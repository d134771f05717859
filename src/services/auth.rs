//! Authentication service
//!
//! - Password hashing with bcrypt
//! - Admin login from the settings document, other users from CONFIG_USERS
//! - In-memory bearer sessions for the web action endpoint

use std::collections::HashMap;

use anyhow::{Result, anyhow};
use bcrypt::{DEFAULT_COST, hash, verify};
use chrono::{DateTime, Duration, Utc};
use parking_lot::RwLock;
use serde::Serialize;
use uuid::Uuid;

use crate::config::AppSettings;
use crate::db::UsersRepository;

/// Marks a stored password as a bcrypt hash
pub const HASH_PREFIX: &str = "[hash]";

const DEFAULT_ADMIN: &str = "admin";
const DEFAULT_PASSWORD: &str = "password";

fn bcrypt_cost() -> u32 {
    std::env::var("BCRYPT_COST")
        .ok()
        .and_then(|s| s.parse().ok())
        .unwrap_or(DEFAULT_COST)
}

/// Hash a password with bcrypt
pub fn hash_password(password: &str) -> Result<String> {
    hash(password, bcrypt_cost()).map_err(|e| anyhow!("Failed to hash password: {}", e))
}

/// Check a password against a stored value. The value may carry the
/// `[hash]` prefix or be a bare bcrypt hash.
pub fn verify_password(password: &str, stored: &str) -> bool {
    let hashed = stored.strip_prefix(HASH_PREFIX).unwrap_or(stored);
    verify(password, hashed).unwrap_or(false)
}

#[derive(Debug, Clone, Serialize, PartialEq, Eq)]
pub struct AuthenticatedUser {
    pub name: String,
    /// Comma separated menu privileges; the admin gets `all`
    pub pris: String,
    pub admin: bool,
}

/// Check a login against the admin account and then the user table
pub async fn verify_login(
    settings: &AppSettings,
    users: &UsersRepository,
    name: &str,
    password: &str,
) -> Result<Option<AuthenticatedUser>> {
    if name.is_empty() || password.is_empty() {
        return Ok(None);
    }

    let admin_name = settings
        .app
        .login_user
        .as_deref()
        .filter(|u| !u.is_empty())
        .unwrap_or(DEFAULT_ADMIN);
    if name == admin_name {
        let ok = match settings.app.login_password.as_deref().filter(|p| !p.is_empty()) {
            Some(stored) if stored.starts_with(HASH_PREFIX) => verify_password(password, stored),
            Some(plain) => plain == password,
            None => password == DEFAULT_PASSWORD,
        };
        return Ok(ok.then(|| AuthenticatedUser {
            name: name.to_string(),
            pris: "all".to_string(),
            admin: true,
        }));
    }

    let Some(user) = users.get(name).await? else {
        return Ok(None);
    };
    if !verify_password(password, &user.password) {
        return Ok(None);
    }
    Ok(Some(AuthenticatedUser {
        name: user.name,
        pris: user.pris,
        admin: false,
    }))
}

struct Session {
    user: AuthenticatedUser,
    expires_at: DateTime<Utc>,
}

/// Bearer tokens handed out by `/login`
pub struct SessionStore {
    ttl: Duration,
    sessions: RwLock<HashMap<String, Session>>,
}

impl Default for SessionStore {
    fn default() -> Self {
        Self::new(Duration::hours(24))
    }
}

impl SessionStore {
    pub fn new(ttl: Duration) -> Self {
        Self {
            ttl,
            sessions: RwLock::new(HashMap::new()),
        }
    }

    pub fn issue(&self, user: AuthenticatedUser) -> String {
        let token = Uuid::new_v4().to_string();
        let now = Utc::now();
        let session = Session {
            user,
            expires_at: now + self.ttl,
        };
        let mut sessions = self.sessions.write();
        sessions.retain(|_, s| s.expires_at > now);
        sessions.insert(token.clone(), session);
        token
    }

    /// The session's user, dropping it when expired
    pub fn validate(&self, token: &str) -> Option<AuthenticatedUser> {
        let now = Utc::now();
        {
            let sessions = self.sessions.read();
            match sessions.get(token) {
                Some(s) if s.expires_at > now => return Some(s.user.clone()),
                Some(_) => {}
                None => return None,
            }
        }
        self.sessions.write().remove(token);
        None
    }

    pub fn revoke(&self, token: &str) -> bool {
        self.sessions.write().remove(token).is_some()
    }

    /// Drop expired sessions, returning how many went
    pub fn prune_expired(&self) -> usize {
        let now = Utc::now();
        let mut sessions = self.sessions.write();
        let before = sessions.len();
        sessions.retain(|_, s| s.expires_at > now);
        before - sessions.len()
    }

    pub fn len(&self) -> usize {
        self.sessions.read().len()
    }

    pub fn is_empty(&self) -> bool {
        self.sessions.read().is_empty()
    }

    /// Drop every session, used on logout of the admin
    pub fn clear(&self) {
        self.sessions.write().clear();
    }
}

#[cfg(test)]
mod tests {
    use super::*;
    use crate::db::Database;

    #[test]
    fn test_verify_password_accepts_prefixed_and_bare() {
        let hashed = hash_password("s3cret").unwrap();
        assert!(verify_password("s3cret", &hashed));
        assert!(verify_password("s3cret", &format!("{}{}", HASH_PREFIX, hashed)));
        assert!(!verify_password("wrong", &hashed));
        assert!(!verify_password("s3cret", "not-a-hash"));
    }

    #[tokio::test]
    async fn test_login_admin_and_table_user() {
        let db = Database::connect_in_memory().await.unwrap();
        let users = db.users();
        users
            .insert("guest", &hash_password("guestpw").unwrap(), "search,download")
            .await
            .unwrap();

        let mut settings = AppSettings::default();
        settings.app.login_user = Some("root".to_string());
        settings.app.login_password = Some(format!("{}{}", HASH_PREFIX, hash_password("rootpw").unwrap()));

        let admin = verify_login(&settings, &users, "root", "rootpw").await.unwrap().unwrap();
        assert!(admin.admin);
        assert!(verify_login(&settings, &users, "root", "bad").await.unwrap().is_none());

        let guest = verify_login(&settings, &users, "guest", "guestpw").await.unwrap().unwrap();
        assert_eq!(guest.pris, "search,download");
        assert!(verify_login(&settings, &users, "nobody", "x").await.unwrap().is_none());
    }

    #[test]
    fn test_sessions_expire() {
        let store = SessionStore::new(Duration::seconds(-1));
        let user = AuthenticatedUser {
            name: "a".to_string(),
            pris: String::new(),
            admin: false,
        };
        let token = store.issue(user.clone());
        assert!(store.validate(&token).is_none());

        let store = SessionStore::default();
        let token = store.issue(user.clone());
        assert_eq!(store.validate(&token), Some(user));
        assert!(store.revoke(&token));
        assert!(store.validate(&token).is_none());
    }

    #[test]
    fn test_expired_sessions_are_pruned() {
        let user = AuthenticatedUser {
            name: "a".to_string(),
            pris: String::new(),
            admin: false,
        };
        let expired = SessionStore::new(Duration::seconds(-1));
        for _ in 0..100 {
            expired.issue(user.clone());
        }
        // Each issue clears what came before it
        assert_eq!(expired.len(), 1);
        assert_eq!(expired.prune_expired(), 1);
        assert!(expired.is_empty());

        let live = SessionStore::default();
        let token = live.issue(user.clone());
        live.issue(user.clone());
        assert_eq!(live.prune_expired(), 0);
        assert_eq!(live.len(), 2);
        assert_eq!(live.validate(&token), Some(user));
    }
}
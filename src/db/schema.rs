//! Table definitions and startup schema creation
//!
//! Every table is created with `CREATE TABLE IF NOT EXISTS`; the applied
//! version is recorded in `SCHEMA_VERSION`.

use sqlx::SqlitePool;
use tracing::{debug, info, warn};

/// Current schema version written to `SCHEMA_VERSION`
pub const SCHEMA_VERSION: i64 = 1;

/// (table name, create statement)
pub const TABLES: &[(&str, &str)] = &[
    (
        "TRANSFER_HISTORY",
        r#"CREATE TABLE IF NOT EXISTS TRANSFER_HISTORY (
            ID INTEGER PRIMARY KEY AUTOINCREMENT,
            MODE TEXT,
            TYPE TEXT,
            CATEGORY TEXT,
            TMDBID INTEGER,
            TITLE TEXT,
            YEAR TEXT,
            SEASON_EPISODE TEXT,
            SOURCE TEXT,
            SOURCE_PATH TEXT,
            SOURCE_FILENAME TEXT,
            DEST TEXT,
            DEST_PATH TEXT,
            DEST_FILENAME TEXT,
            DATE TEXT
        )"#,
    ),
    (
        "TRANSFER_UNKNOWN",
        r#"CREATE TABLE IF NOT EXISTS TRANSFER_UNKNOWN (
            ID INTEGER PRIMARY KEY AUTOINCREMENT,
            PATH TEXT,
            DEST TEXT,
            MODE TEXT,
            STATE TEXT
        )"#,
    ),
    (
        "TRANSFER_BLACKLIST",
        r#"CREATE TABLE IF NOT EXISTS TRANSFER_BLACKLIST (
            ID INTEGER PRIMARY KEY AUTOINCREMENT,
            PATH TEXT
        )"#,
    ),
    (
        "SYNC_HISTORY",
        r#"CREATE TABLE IF NOT EXISTS SYNC_HISTORY (
            ID INTEGER PRIMARY KEY AUTOINCREMENT,
            PATH TEXT,
            SRC TEXT,
            DEST TEXT
        )"#,
    ),
    (
        "CONFIG_SYNC_PATHS",
        r#"CREATE TABLE IF NOT EXISTS CONFIG_SYNC_PATHS (
            ID INTEGER PRIMARY KEY AUTOINCREMENT,
            SOURCE TEXT,
            DEST TEXT,
            UNKNOWN TEXT,
            MODE TEXT,
            RENAME INTEGER,
            ENABLED INTEGER,
            NOTE TEXT
        )"#,
    ),
    (
        "CUSTOM_WORDS",
        r#"CREATE TABLE IF NOT EXISTS CUSTOM_WORDS (
            ID INTEGER PRIMARY KEY AUTOINCREMENT,
            REPLACED TEXT,
            REPLACE TEXT,
            FRONT TEXT,
            BACK TEXT,
            OFFSET TEXT,
            TYPE INTEGER,
            GROUP_ID INTEGER,
            SEASON INTEGER,
            ENABLED INTEGER,
            REGEX INTEGER,
            HELP TEXT,
            NOTE TEXT
        )"#,
    ),
    (
        "CUSTOM_WORD_GROUPS",
        r#"CREATE TABLE IF NOT EXISTS CUSTOM_WORD_GROUPS (
            ID INTEGER PRIMARY KEY AUTOINCREMENT,
            TITLE TEXT,
            YEAR TEXT,
            TYPE INTEGER,
            TMDBID INTEGER,
            SEASON_COUNT INTEGER,
            NOTE TEXT
        )"#,
    ),
    (
        "CONFIG_FILTER_GROUP",
        r#"CREATE TABLE IF NOT EXISTS CONFIG_FILTER_GROUP (
            ID INTEGER PRIMARY KEY AUTOINCREMENT,
            GROUP_NAME TEXT,
            IS_DEFAULT TEXT,
            NOTE TEXT
        )"#,
    ),
    (
        "CONFIG_FILTER_RULES",
        r#"CREATE TABLE IF NOT EXISTS CONFIG_FILTER_RULES (
            ID INTEGER PRIMARY KEY AUTOINCREMENT,
            GROUP_ID TEXT,
            ROLE_NAME TEXT,
            PRIORITY TEXT,
            INCLUDE TEXT,
            EXCLUDE TEXT,
            SIZE_LIMIT TEXT,
            NOTE TEXT
        )"#,
    ),
    (
        "MESSAGE_CLIENT",
        r#"CREATE TABLE IF NOT EXISTS MESSAGE_CLIENT (
            ID INTEGER PRIMARY KEY AUTOINCREMENT,
            NAME TEXT,
            TYPE TEXT,
            CONFIG TEXT,
            SWITCHS TEXT,
            INTERACTIVE INTEGER,
            ENABLED INTEGER,
            NOTE TEXT
        )"#,
    ),
    (
        "CONFIG_USERS",
        r#"CREATE TABLE IF NOT EXISTS CONFIG_USERS (
            ID INTEGER PRIMARY KEY AUTOINCREMENT,
            NAME TEXT,
            PASSWORD TEXT,
            PRIS TEXT
        )"#,
    ),
    (
        "SYSTEM_DICT",
        r#"CREATE TABLE IF NOT EXISTS SYSTEM_DICT (
            ID INTEGER PRIMARY KEY AUTOINCREMENT,
            TYPE TEXT,
            KEY TEXT,
            VALUE TEXT,
            NOTE TEXT
        )"#,
    ),
    (
        "SEARCH_RESULT_INFO",
        r#"CREATE TABLE IF NOT EXISTS SEARCH_RESULT_INFO (
            ID INTEGER PRIMARY KEY AUTOINCREMENT,
            TORRENT_NAME TEXT,
            ENCLOSURE TEXT,
            DESCRIPTION TEXT,
            TYPE TEXT,
            TITLE TEXT,
            YEAR TEXT,
            SEASON TEXT,
            EPISODE TEXT,
            ES_STRING TEXT,
            VOTE TEXT,
            IMAGE TEXT,
            POSTER TEXT,
            TMDBID TEXT,
            OVERVIEW TEXT,
            RES_TYPE TEXT,
            RES_ORDER TEXT,
            SIZE INTEGER,
            SEEDERS INTEGER,
            PEERS INTEGER,
            SITE TEXT,
            SITE_ORDER TEXT,
            PAGEURL TEXT,
            OTHERINFO TEXT,
            UPLOAD_VOLUME_FACTOR REAL,
            DOWNLOAD_VOLUME_FACTOR REAL
        )"#,
    ),
    (
        "RSS_TORRENTS",
        r#"CREATE TABLE IF NOT EXISTS RSS_TORRENTS (
            ID INTEGER PRIMARY KEY AUTOINCREMENT,
            TORRENT_NAME TEXT,
            ENCLOSURE TEXT,
            TYPE TEXT,
            TITLE TEXT,
            YEAR TEXT,
            SEASON TEXT,
            EPISODE TEXT
        )"#,
    ),
    (
        "RSS_HISTORY",
        r#"CREATE TABLE IF NOT EXISTS RSS_HISTORY (
            ID INTEGER PRIMARY KEY AUTOINCREMENT,
            TYPE TEXT,
            RSSID TEXT,
            NAME TEXT,
            YEAR TEXT,
            TMDBID TEXT,
            SEASON TEXT,
            IMAGE TEXT,
            DESC TEXT,
            TOTAL INTEGER,
            START INTEGER,
            FINISH_TIME TEXT
        )"#,
    ),
    (
        "CONFIG_USER_RSS",
        r#"CREATE TABLE IF NOT EXISTS CONFIG_USER_RSS (
            ID INTEGER PRIMARY KEY AUTOINCREMENT,
            NAME TEXT,
            ADDRESS TEXT,
            PARSER TEXT,
            INTERVAL TEXT,
            USES TEXT,
            INCLUDE TEXT,
            EXCLUDE TEXT,
            FILTER TEXT,
            UPDATE_TIME TEXT,
            PROCESS_COUNT INTEGER,
            STATE TEXT,
            SAVE_PATH TEXT,
            DOWNLOAD_SETTING TEXT,
            RECOGNIZATION TEXT,
            OVER_EDITION INTEGER,
            SITES TEXT,
            FILTER_ARGS TEXT,
            MEDIAINFOS TEXT,
            NOTE TEXT
        )"#,
    ),
    (
        "CONFIG_RSS_PARSER",
        r#"CREATE TABLE IF NOT EXISTS CONFIG_RSS_PARSER (
            ID INTEGER PRIMARY KEY AUTOINCREMENT,
            NAME TEXT,
            TYPE TEXT,
            FORMAT TEXT,
            PARAMS TEXT,
            NOTE TEXT,
            SYSDEF TEXT
        )"#,
    ),
    (
        "USERRSS_TASK_HISTORY",
        r#"CREATE TABLE IF NOT EXISTS USERRSS_TASK_HISTORY (
            ID INTEGER PRIMARY KEY AUTOINCREMENT,
            TASK_ID TEXT,
            TITLE TEXT,
            DOWNLOADER TEXT,
            DATE TEXT
        )"#,
    ),
    (
        "DOWNLOAD_SETTING",
        r#"CREATE TABLE IF NOT EXISTS DOWNLOAD_SETTING (
            ID INTEGER PRIMARY KEY AUTOINCREMENT,
            NAME TEXT,
            CATEGORY TEXT,
            TAGS TEXT,
            CONTENT_LAYOUT INTEGER,
            IS_PAUSED INTEGER,
            UPLOAD_LIMIT INTEGER,
            DOWNLOAD_LIMIT INTEGER,
            RATIO_LIMIT INTEGER,
            SEEDING_TIME_LIMIT INTEGER,
            DOWNLOADER TEXT,
            NOTE TEXT
        )"#,
    ),
    (
        "TORRENT_REMOVE_TASK",
        r#"CREATE TABLE IF NOT EXISTS TORRENT_REMOVE_TASK (
            ID INTEGER PRIMARY KEY AUTOINCREMENT,
            NAME TEXT,
            ACTION INTEGER,
            INTERVAL INTEGER,
            ENABLED INTEGER,
            SAMEDATA INTEGER,
            ONLYNASTOOL INTEGER,
            DOWNLOADER TEXT,
            CONFIG TEXT,
            NOTE TEXT
        )"#,
    ),
    (
        "MEDIASYNC_STATISTICS",
        r#"CREATE TABLE IF NOT EXISTS MEDIASYNC_STATISTICS (
            ID INTEGER PRIMARY KEY AUTOINCREMENT,
            SERVER TEXT,
            TOTAL_COUNT INTEGER,
            MOVIE_COUNT INTEGER,
            TV_COUNT INTEGER,
            UPDATE_TIME TEXT
        )"#,
    ),
    (
        "SCHEMA_VERSION",
        r#"CREATE TABLE IF NOT EXISTS SCHEMA_VERSION (
            VERSION INTEGER NOT NULL,
            APPLIED_AT TEXT NOT NULL
        )"#,
    ),
];

/// Result of a schema initialization pass
#[derive(Debug, Default)]
pub struct SchemaInitResult {
    pub tables_created: Vec<String>,
    pub errors: Vec<String>,
}

/// Check if a table exists in the database
pub async fn table_exists(pool: &SqlitePool, table_name: &str) -> Result<bool, sqlx::Error> {
    let result: Option<(String,)> =
        sqlx::query_as("SELECT name FROM sqlite_master WHERE type='table' AND name = ?")
            .bind(table_name)
            .fetch_optional(pool)
            .await?;

    Ok(result.is_some())
}

/// Create missing tables and record the schema version
pub async fn init_schema(pool: &SqlitePool) -> SchemaInitResult {
    let mut result = SchemaInitResult::default();

    for (name, sql) in TABLES {
        let existed = match table_exists(pool, name).await {
            Ok(e) => e,
            Err(e) => {
                result.errors.push(format!("{}: {}", name, e));
                continue;
            }
        };
        if existed {
            continue;
        }
        debug!(table = name, "Creating table");
        match sqlx::query(sql).execute(pool).await {
            Ok(_) => result.tables_created.push(name.to_string()),
            Err(e) => {
                warn!(table = name, error = %e, "Failed to create table");
                result.errors.push(format!("{}: {}", name, e));
            }
        }
    }

    if let Err(e) = record_version(pool).await {
        result.errors.push(format!("SCHEMA_VERSION: {}", e));
    }

    if !result.tables_created.is_empty() {
        info!(tables = ?result.tables_created, "Created tables");
    }
    result
}

async fn record_version(pool: &SqlitePool) -> Result<(), sqlx::Error> {
    let (current,): (Option<i64>,) = sqlx::query_as("SELECT MAX(VERSION) FROM SCHEMA_VERSION")
        .fetch_one(pool)
        .await?;
    if current.is_some_and(|v| v >= SCHEMA_VERSION) {
        return Ok(());
    }
    sqlx::query("INSERT INTO SCHEMA_VERSION (VERSION, APPLIED_AT) VALUES (?, ?)")
        .bind(SCHEMA_VERSION)
        .bind(super::sqlite_helpers::now_timestamp())
        .execute(pool)
        .await?;
    Ok(())
}

/// Whether `name` is one of the known tables
pub fn is_known_table(name: &str) -> bool {
    TABLES.iter().any(|(t, _)| *t == name)
}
********************
Go through the listing and copy each line that includes the string "rootpw".

        settings.app.login_password = Some(format!("{}{}", HASH_PREFIX, hash_password("rootpw").unwrap()));
        let admin = verify_login(&settings, &users, "root", "rootpw").await.unwrap().unwrap();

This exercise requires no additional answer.